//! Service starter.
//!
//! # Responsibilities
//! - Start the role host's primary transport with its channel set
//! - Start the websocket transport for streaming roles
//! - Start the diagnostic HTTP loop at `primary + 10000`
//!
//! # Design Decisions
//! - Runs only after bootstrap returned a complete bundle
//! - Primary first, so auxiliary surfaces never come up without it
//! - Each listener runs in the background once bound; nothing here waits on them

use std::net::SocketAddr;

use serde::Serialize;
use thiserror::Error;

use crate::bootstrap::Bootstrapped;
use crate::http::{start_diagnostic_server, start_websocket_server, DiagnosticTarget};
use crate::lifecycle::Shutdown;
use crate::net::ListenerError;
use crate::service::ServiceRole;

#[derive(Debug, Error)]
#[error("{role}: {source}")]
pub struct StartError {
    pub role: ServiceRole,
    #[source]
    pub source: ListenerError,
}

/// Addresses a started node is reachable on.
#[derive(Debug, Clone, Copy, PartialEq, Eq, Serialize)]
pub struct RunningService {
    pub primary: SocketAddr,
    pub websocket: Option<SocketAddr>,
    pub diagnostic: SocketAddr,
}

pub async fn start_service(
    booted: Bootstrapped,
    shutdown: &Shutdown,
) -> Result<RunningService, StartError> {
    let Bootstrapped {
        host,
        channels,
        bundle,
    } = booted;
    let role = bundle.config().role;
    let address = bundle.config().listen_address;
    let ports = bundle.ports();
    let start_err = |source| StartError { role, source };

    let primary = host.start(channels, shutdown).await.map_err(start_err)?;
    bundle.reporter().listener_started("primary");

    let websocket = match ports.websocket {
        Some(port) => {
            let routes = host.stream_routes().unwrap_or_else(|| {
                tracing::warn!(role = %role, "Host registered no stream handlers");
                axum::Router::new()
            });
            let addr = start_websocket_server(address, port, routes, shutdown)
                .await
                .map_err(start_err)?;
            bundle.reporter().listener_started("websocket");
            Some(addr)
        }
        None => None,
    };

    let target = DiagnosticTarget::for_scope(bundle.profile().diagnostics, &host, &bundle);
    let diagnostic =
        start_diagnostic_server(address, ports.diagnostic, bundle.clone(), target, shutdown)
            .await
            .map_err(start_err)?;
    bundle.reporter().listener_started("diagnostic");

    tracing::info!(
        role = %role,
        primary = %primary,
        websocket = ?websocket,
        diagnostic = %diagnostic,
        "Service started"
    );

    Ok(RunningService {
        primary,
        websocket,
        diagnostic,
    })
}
---
EXERCISE BRIEF -> Produce a precise copy of all the material above.

EXPECTED OUTPUT ->
//! Service starter.
//!
//! # Responsibilities
//! - Start the role host's primary transport with its channel set
//! - Start the websocket transport for streaming roles
//! - Start the diagnostic HTTP loop at `primary + 10000`
//!
//! # Design Decisions
//! - Runs only after bootstrap returned a complete bundle
//! - Primary first, so auxiliary surfaces never come up without it
//! - Each listener runs in the background once bound; nothing here waits on them

use std::net::SocketAddr;

use serde::Serialize;
use thiserror::Error;

use crate::bootstrap::Bootstrapped;
use crate::http::{start_diagnostic_server, start_websocket_server, DiagnosticTarget};
use crate::lifecycle::Shutdown;
use crate::net::ListenerError;
use crate::service::ServiceRole;

#[derive(Debug, Error)]
#[error("{role}: {source}")]
pub struct StartError {
    pub role: ServiceRole,
    #[source]
    pub source: ListenerError,
}

/// Addresses a started node is reachable on.
#[derive(Debug, Clone, Copy, PartialEq, Eq, Serialize)]
pub struct RunningService {
    pub primary: SocketAddr,
    pub websocket: Option<SocketAddr>,
    pub diagnostic: SocketAddr,
}

pub async fn start_service(
    booted: Bootstrapped,
    shutdown: &Shutdown,
) -> Result<RunningService, StartError> {
    let Bootstrapped {
        host,
        channels,
        bundle,
    } = booted;
    let role = bundle.config().role;
    let address = bundle.config().listen_address;
    let ports = bundle.ports();
    let start_err = |source| StartError { role, source };

    let primary = host.start(channels, shutdown).await.map_err(start_err)?;
    bundle.reporter().listener_started("primary");

    let websocket = match ports.websocket {
        Some(port) => {
            let routes = host.stream_routes().unwrap_or_else(|| {
                tracing::warn!(role = %role, "Host registered no stream handlers");
                axum::Router::new()
            });
            let addr = start_websocket_server(address, port, routes, shutdown)
                .await
                .map_err(start_err)?;
            bundle.reporter().listener_started("websocket");
            Some(addr)
        }
        None => None,
    };

    let target = DiagnosticTarget::for_scope(bundle.profile().diagnostics, &host, &bundle);
    let diagnostic =
        start_diagnostic_server(address, ports.diagnostic, bundle.clone(), target, shutdown)
            .await
            .map_err(start_err)?;
    bundle.reporter().listener_started("diagnostic");

    tracing::info!(
        role = %role,
        primary = %primary,
        websocket = ?websocket,
        diagnostic = %diagnostic,
        "Service started"
    );

    Ok(RunningService {
        primary,
        websocket,
        diagnostic,
    })
}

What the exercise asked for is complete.